Je n’ai plus envie de parler. Je me renferme dans un mutisme impénétrable. Comme l’impression d’être le dindon d’une farce. Gaspard me ramène vers mon métro. Il me tient le bras. Je le laisse faire, sans réaction. Je m’apprête à le quitter sans un mot lorsqu’il me prend dans les bras et m’embrasse soudainement.
Pas le temps de le voir venir. Je fonds sous son baiser spontané. Il balaie tout mon énervement et allume un feu en moi.
- C’est toi que je veux, me murmure-t-il.
- Mais cette voisine ?
- C’est la mamie que je sors parfois …tu réagis tellement vite !
- Quand même, je pensais découvrir avec toi le film…
- Le bonheur est le même…
Saleté d’impulsivité qui me joue des tours et piège mes émotions.

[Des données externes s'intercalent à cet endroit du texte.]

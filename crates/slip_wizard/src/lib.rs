//! Headless state machine for the multi-step "add dental slip" flow:
//! lab → doctor → patient → category → subcategory → product → stages, then
//! an arch/teeth modal before the slip is handed off for submission.

pub mod catalog;
pub mod config;
pub mod error;
pub mod modal;
pub mod reducer;
pub mod sessions;
pub mod step;
pub mod store;
pub mod validator;
mod wizard;

#[cfg(test)]
#[path = "tests/fixtures.rs"]
mod fixtures;

pub use catalog::Catalog;
pub use config::{load_settings, WizardSettings};
pub use error::{SettingsError, WizardError};
pub use modal::{visible_modal, ModalKind, WizardIntent};
pub use reducer::{transition, NavigationIntent, SideEffect, Transition};
pub use sessions::WizardSessions;
pub use step::WizardStep;
pub use store::SlipDraft;
pub use validator::{can_advance, Requirement};
pub use wizard::{
    ArchSelection, SlipSubmitter, SlipWizard, StepInput, WizardId, WizardResponse,
};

Nouvel acte qui dégage définitivement le rideau. Je m’imbrique avec Gaspard. Notre premier baiser. Indicible, chaud, mouvant. Le soleil dégage avec férocité le brouillard.
Rythmée par la scolarité des enfants et la gestion familiale, je laisse mûrir cette envie de l’autre dans un fouillis ordonné par mes cheminements intérieurs. Je suis enchantée de relâcher la pression afin de profiter pleinement de mes petits et des sentiments amoureux naissants qui m’animent.
Mes voisines restent vigilantes.
- T’emballe pas trop !
- Une fois que tu seras passée à la casserole…
- Oui, on ne sait pas qui il est.
- Laissez-moi rêver !
Délices suaves de la mièvrerie, je suis en amour. Tryptique tête, cœur et corps emplis de lui, je divague. Piètre confit de la condition humaine, je suis cette eau de rose aux confins de bonheur.